Task goal » The result must match the data exactly, line for line.

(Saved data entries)
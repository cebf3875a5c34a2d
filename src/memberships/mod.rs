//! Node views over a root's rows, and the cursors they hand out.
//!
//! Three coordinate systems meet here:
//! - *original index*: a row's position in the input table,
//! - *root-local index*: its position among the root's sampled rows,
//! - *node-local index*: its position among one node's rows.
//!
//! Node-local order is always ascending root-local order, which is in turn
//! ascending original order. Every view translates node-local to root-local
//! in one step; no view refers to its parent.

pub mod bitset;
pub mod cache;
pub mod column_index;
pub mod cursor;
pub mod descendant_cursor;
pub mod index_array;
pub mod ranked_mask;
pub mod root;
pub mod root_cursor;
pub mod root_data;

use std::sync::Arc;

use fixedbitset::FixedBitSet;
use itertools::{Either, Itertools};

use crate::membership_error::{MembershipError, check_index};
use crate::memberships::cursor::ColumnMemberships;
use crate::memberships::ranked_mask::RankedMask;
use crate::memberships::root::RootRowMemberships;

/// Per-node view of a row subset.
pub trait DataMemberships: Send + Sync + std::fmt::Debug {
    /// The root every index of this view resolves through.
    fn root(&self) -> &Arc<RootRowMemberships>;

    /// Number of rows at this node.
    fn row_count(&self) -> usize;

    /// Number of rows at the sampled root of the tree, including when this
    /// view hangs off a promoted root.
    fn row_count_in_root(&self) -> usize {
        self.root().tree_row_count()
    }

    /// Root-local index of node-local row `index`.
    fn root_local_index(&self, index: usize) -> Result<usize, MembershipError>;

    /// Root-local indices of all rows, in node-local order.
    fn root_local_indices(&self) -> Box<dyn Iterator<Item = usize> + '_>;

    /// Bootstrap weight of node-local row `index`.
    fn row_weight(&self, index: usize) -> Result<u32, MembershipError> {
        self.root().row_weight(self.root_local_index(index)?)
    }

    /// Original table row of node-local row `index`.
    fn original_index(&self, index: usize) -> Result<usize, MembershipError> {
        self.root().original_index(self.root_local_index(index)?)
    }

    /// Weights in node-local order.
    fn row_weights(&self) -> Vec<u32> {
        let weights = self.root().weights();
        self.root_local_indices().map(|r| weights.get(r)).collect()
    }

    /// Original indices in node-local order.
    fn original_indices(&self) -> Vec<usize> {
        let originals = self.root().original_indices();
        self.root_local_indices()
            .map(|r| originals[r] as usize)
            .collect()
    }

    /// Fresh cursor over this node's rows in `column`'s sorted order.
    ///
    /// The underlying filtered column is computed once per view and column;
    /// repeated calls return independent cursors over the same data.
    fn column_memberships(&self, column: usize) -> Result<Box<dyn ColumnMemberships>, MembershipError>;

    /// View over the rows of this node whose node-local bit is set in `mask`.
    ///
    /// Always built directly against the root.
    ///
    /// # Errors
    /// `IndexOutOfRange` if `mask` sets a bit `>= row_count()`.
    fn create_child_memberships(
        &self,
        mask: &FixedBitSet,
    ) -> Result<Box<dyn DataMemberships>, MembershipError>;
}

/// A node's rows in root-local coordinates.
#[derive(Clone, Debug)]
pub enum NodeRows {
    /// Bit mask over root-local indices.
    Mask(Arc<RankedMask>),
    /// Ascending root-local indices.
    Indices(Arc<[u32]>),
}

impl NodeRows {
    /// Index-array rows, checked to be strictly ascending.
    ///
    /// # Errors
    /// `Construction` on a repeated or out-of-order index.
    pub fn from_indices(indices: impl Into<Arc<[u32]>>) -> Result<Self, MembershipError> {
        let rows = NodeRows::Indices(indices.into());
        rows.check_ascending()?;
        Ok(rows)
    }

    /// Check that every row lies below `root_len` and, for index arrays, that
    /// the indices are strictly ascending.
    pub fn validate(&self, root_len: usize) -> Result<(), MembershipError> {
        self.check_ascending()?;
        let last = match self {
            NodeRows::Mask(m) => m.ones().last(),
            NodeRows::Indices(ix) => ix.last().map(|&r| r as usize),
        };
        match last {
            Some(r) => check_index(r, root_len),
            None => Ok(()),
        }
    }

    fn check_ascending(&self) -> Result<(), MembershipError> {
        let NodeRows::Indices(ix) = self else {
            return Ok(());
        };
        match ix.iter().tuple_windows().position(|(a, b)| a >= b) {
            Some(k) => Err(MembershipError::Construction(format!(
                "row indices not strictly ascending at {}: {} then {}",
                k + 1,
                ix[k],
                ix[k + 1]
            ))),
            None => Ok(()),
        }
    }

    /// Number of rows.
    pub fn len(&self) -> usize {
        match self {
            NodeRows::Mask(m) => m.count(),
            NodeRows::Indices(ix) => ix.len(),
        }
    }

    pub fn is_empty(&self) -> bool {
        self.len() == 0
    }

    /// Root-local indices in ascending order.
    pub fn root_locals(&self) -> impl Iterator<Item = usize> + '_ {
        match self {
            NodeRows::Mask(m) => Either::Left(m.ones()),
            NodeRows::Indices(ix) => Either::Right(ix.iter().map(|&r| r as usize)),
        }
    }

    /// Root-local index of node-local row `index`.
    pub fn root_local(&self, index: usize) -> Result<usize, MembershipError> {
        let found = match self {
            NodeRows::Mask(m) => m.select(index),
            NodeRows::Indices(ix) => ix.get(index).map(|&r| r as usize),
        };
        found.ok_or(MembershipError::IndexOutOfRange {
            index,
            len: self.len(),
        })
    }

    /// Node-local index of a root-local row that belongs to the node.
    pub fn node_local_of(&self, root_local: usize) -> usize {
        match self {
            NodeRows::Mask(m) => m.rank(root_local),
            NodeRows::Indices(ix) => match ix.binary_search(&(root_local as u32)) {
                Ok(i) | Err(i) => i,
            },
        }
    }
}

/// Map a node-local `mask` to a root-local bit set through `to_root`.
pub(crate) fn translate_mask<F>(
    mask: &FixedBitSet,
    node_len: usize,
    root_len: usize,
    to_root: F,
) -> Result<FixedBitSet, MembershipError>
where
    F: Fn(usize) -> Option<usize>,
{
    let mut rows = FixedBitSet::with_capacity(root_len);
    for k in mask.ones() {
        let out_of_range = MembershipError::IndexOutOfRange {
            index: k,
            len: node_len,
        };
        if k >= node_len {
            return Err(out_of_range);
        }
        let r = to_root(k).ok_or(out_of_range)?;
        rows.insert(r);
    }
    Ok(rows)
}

Solution to the exercise »
repository cebf3875a5c34a2d
filename src/memberships/mod.rs
//! Node views over a root's rows, and the cursors they hand out.
//!
//! Three coordinate systems meet here:
//! - *original index*: a row's position in the input table,
//! - *root-local index*: its position among the root's sampled rows,
//! - *node-local index*: its position among one node's rows.
//!
//! Node-local order is always ascending root-local order, which is in turn
//! ascending original order. Every view translates node-local to root-local
//! in one step; no view refers to its parent.

pub mod bitset;
pub mod cache;
pub mod column_index;
pub mod cursor;
pub mod descendant_cursor;
pub mod index_array;
pub mod ranked_mask;
pub mod root;
pub mod root_cursor;
pub mod root_data;

use std::sync::Arc;

use fixedbitset::FixedBitSet;
use itertools::{Either, Itertools};

use crate::membership_error::{MembershipError, check_index};
use crate::memberships::cursor::ColumnMemberships;
use crate::memberships::ranked_mask::RankedMask;
use crate::memberships::root::RootRowMemberships;

/// Per-node view of a row subset.
pub trait DataMemberships: Send + Sync + std::fmt::Debug {
    /// The root every index of this view resolves through.
    fn root(&self) -> &Arc<RootRowMemberships>;

    /// Number of rows at this node.
    fn row_count(&self) -> usize;

    /// Number of rows at the sampled root of the tree, including when this
    /// view hangs off a promoted root.
    fn row_count_in_root(&self) -> usize {
        self.root().tree_row_count()
    }

    /// Root-local index of node-local row `index`.
    fn root_local_index(&self, index: usize) -> Result<usize, MembershipError>;

    /// Root-local indices of all rows, in node-local order.
    fn root_local_indices(&self) -> Box<dyn Iterator<Item = usize> + '_>;

    /// Bootstrap weight of node-local row `index`.
    fn row_weight(&self, index: usize) -> Result<u32, MembershipError> {
        self.root().row_weight(self.root_local_index(index)?)
    }

    /// Original table row of node-local row `index`.
    fn original_index(&self, index: usize) -> Result<usize, MembershipError> {
        self.root().original_index(self.root_local_index(index)?)
    }

    /// Weights in node-local order.
    fn row_weights(&self) -> Vec<u32> {
        let weights = self.root().weights();
        self.root_local_indices().map(|r| weights.get(r)).collect()
    }

    /// Original indices in node-local order.
    fn original_indices(&self) -> Vec<usize> {
        let originals = self.root().original_indices();
        self.root_local_indices()
            .map(|r| originals[r] as usize)
            .collect()
    }

    /// Fresh cursor over this node's rows in `column`'s sorted order.
    ///
    /// The underlying filtered column is computed once per view and column;
    /// repeated calls return independent cursors over the same data.
    fn column_memberships(&self, column: usize) -> Result<Box<dyn ColumnMemberships>, MembershipError>;

    /// View over the rows of this node whose node-local bit is set in `mask`.
    ///
    /// Always built directly against the root.
    ///
    /// # Errors
    /// `IndexOutOfRange` if `mask` sets a bit `>= row_count()`.
    fn create_child_memberships(
        &self,
        mask: &FixedBitSet,
    ) -> Result<Box<dyn DataMemberships>, MembershipError>;
}

/// A node's rows in root-local coordinates.
#[derive(Clone, Debug)]
pub enum NodeRows {
    /// Bit mask over root-local indices.
    Mask(Arc<RankedMask>),
    /// Ascending root-local indices.
    Indices(Arc<[u32]>),
}

impl NodeRows {
    /// Index-array rows, checked to be strictly ascending.
    ///
    /// # Errors
    /// `Construction` on a repeated or out-of-order index.
    pub fn from_indices(indices: impl Into<Arc<[u32]>>) -> Result<Self, MembershipError> {
        let rows = NodeRows::Indices(indices.into());
        rows.check_ascending()?;
        Ok(rows)
    }

    /// Check that every row lies below `root_len` and, for index arrays, that
    /// the indices are strictly ascending.
    pub fn validate(&self, root_len: usize) -> Result<(), MembershipError> {
        self.check_ascending()?;
        let last = match self {
            NodeRows::Mask(m) => m.ones().last(),
            NodeRows::Indices(ix) => ix.last().map(|&r| r as usize),
        };
        match last {
            Some(r) => check_index(r, root_len),
            None => Ok(()),
        }
    }

    fn check_ascending(&self) -> Result<(), MembershipError> {
        let NodeRows::Indices(ix) = self else {
            return Ok(());
        };
        match ix.iter().tuple_windows().position(|(a, b)| a >= b) {
            Some(k) => Err(MembershipError::Construction(format!(
                "row indices not strictly ascending at {}: {} then {}",
                k + 1,
                ix[k],
                ix[k + 1]
            ))),
            None => Ok(()),
        }
    }

    /// Number of rows.
    pub fn len(&self) -> usize {
        match self {
            NodeRows::Mask(m) => m.count(),
            NodeRows::Indices(ix) => ix.len(),
        }
    }

    pub fn is_empty(&self) -> bool {
        self.len() == 0
    }

    /// Root-local indices in ascending order.
    pub fn root_locals(&self) -> impl Iterator<Item = usize> + '_ {
        match self {
            NodeRows::Mask(m) => Either::Left(m.ones()),
            NodeRows::Indices(ix) => Either::Right(ix.iter().map(|&r| r as usize)),
        }
    }

    /// Root-local index of node-local row `index`.
    pub fn root_local(&self, index: usize) -> Result<usize, MembershipError> {
        let found = match self {
            NodeRows::Mask(m) => m.select(index),
            NodeRows::Indices(ix) => ix.get(index).map(|&r| r as usize),
        };
        found.ok_or(MembershipError::IndexOutOfRange {
            index,
            len: self.len(),
        })
    }

    /// Node-local index of a root-local row that belongs to the node.
    pub fn node_local_of(&self, root_local: usize) -> usize {
        match self {
            NodeRows::Mask(m) => m.rank(root_local),
            NodeRows::Indices(ix) => match ix.binary_search(&(root_local as u32)) {
                Ok(i) | Err(i) => i,
            },
        }
    }
}

/// Map a node-local `mask` to a root-local bit set through `to_root`.
pub(crate) fn translate_mask<F>(
    mask: &FixedBitSet,
    node_len: usize,
    root_len: usize,
    to_root: F,
) -> Result<FixedBitSet, MembershipError>
where
    F: Fn(usize) -> Option<usize>,
{
    let mut rows = FixedBitSet::with_capacity(root_len);
    for k in mask.ones() {
        let out_of_range = MembershipError::IndexOutOfRange {
            index: k,
            len: node_len,
        };
        if k >= node_len {
            return Err(out_of_range);
        }
        let r = to_root(k).ok_or(out_of_range)?;
        rows.insert(r);
    }
    Ok(rows)
}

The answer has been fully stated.